### EXERCISE INPUTS
##############################
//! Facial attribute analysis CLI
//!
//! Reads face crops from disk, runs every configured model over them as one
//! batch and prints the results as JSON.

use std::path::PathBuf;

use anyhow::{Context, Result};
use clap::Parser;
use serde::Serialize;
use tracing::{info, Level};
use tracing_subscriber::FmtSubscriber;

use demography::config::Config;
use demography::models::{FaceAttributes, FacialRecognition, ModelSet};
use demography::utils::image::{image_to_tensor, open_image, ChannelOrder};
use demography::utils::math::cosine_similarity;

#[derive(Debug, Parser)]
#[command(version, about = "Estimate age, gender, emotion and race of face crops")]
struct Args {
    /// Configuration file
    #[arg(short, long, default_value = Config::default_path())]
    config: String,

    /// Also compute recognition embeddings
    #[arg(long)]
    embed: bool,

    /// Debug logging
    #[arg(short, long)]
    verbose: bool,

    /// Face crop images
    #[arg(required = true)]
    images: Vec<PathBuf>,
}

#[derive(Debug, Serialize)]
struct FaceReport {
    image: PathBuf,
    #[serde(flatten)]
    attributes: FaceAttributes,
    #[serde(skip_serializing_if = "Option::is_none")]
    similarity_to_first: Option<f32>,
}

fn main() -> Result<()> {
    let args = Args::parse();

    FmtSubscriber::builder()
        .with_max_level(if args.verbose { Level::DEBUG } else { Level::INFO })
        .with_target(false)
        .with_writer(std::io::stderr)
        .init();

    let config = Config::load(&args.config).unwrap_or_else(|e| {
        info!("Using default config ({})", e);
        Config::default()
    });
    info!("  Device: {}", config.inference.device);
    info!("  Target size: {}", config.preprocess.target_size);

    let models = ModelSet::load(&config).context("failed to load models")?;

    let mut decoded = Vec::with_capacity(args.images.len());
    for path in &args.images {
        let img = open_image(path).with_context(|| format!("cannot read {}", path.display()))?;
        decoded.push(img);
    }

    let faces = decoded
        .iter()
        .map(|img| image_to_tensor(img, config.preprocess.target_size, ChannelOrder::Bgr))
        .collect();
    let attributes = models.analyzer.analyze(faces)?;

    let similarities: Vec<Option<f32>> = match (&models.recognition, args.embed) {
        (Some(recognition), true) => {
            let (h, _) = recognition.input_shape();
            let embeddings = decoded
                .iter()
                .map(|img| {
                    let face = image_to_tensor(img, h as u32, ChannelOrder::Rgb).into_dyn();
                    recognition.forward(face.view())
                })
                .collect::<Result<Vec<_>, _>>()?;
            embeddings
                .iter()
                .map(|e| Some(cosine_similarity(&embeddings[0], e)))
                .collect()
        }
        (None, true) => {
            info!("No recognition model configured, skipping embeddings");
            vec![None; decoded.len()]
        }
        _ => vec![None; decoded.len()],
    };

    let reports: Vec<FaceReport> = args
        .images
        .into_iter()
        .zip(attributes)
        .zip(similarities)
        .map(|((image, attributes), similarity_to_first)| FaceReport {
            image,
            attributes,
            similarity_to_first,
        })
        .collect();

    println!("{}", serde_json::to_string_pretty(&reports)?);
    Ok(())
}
##############################
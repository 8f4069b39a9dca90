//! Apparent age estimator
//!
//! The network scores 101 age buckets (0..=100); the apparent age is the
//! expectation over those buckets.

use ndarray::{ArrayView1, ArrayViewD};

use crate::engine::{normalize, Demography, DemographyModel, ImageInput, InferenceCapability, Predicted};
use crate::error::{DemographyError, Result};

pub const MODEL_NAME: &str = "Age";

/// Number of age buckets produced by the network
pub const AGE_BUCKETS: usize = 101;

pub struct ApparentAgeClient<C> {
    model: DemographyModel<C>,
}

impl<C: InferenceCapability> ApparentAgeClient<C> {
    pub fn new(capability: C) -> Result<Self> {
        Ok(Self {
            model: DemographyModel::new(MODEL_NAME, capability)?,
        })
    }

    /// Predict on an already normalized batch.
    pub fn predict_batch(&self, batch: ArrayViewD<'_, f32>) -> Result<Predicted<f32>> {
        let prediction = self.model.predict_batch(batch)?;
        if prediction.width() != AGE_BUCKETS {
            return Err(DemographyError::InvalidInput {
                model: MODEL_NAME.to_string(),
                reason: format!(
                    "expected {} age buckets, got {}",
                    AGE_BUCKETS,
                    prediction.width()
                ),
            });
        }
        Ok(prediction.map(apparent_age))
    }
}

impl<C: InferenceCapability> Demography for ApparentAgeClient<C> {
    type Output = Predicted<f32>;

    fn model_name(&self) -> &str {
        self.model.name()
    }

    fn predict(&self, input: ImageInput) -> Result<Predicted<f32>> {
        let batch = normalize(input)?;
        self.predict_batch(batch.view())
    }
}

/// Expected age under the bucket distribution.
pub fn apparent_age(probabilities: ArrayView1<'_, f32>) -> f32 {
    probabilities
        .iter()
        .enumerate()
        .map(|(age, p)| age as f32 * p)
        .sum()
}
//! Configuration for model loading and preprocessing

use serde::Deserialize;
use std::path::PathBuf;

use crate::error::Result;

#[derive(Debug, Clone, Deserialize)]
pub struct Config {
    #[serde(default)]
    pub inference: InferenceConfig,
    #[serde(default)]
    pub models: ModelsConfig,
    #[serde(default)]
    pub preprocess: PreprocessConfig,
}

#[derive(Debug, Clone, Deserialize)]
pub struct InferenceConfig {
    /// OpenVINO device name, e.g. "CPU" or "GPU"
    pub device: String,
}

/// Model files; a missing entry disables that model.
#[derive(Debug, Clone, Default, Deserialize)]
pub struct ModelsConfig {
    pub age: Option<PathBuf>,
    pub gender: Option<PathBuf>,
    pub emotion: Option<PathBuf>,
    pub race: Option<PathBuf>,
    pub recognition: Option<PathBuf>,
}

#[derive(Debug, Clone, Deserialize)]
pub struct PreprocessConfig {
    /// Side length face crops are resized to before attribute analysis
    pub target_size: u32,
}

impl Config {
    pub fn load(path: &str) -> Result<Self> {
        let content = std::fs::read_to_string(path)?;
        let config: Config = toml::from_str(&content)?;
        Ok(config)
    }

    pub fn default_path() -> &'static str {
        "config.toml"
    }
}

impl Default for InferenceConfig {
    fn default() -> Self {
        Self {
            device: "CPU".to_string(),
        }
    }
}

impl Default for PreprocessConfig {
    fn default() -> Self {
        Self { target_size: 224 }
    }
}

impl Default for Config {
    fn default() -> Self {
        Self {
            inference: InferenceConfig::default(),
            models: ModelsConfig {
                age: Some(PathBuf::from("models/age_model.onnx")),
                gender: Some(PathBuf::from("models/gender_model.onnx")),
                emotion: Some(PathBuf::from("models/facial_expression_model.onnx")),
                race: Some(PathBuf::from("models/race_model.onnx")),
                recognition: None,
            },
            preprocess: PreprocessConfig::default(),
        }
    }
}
##############################
### PROBLEM TO SOLVE
Take the listing above and repeat exactly the lines from the one containing "age, gender, emotion" through the one containing "compute recognition embeddings", both included.

### RESULT OF THE EXERCISE
#[command(version, about = "Estimate age, gender, emotion and race of face crops")]
struct Args {
    /// Configuration file
    #[arg(short, long, default_value = Config::default_path())]
    config: String,

    /// Also compute recognition embeddings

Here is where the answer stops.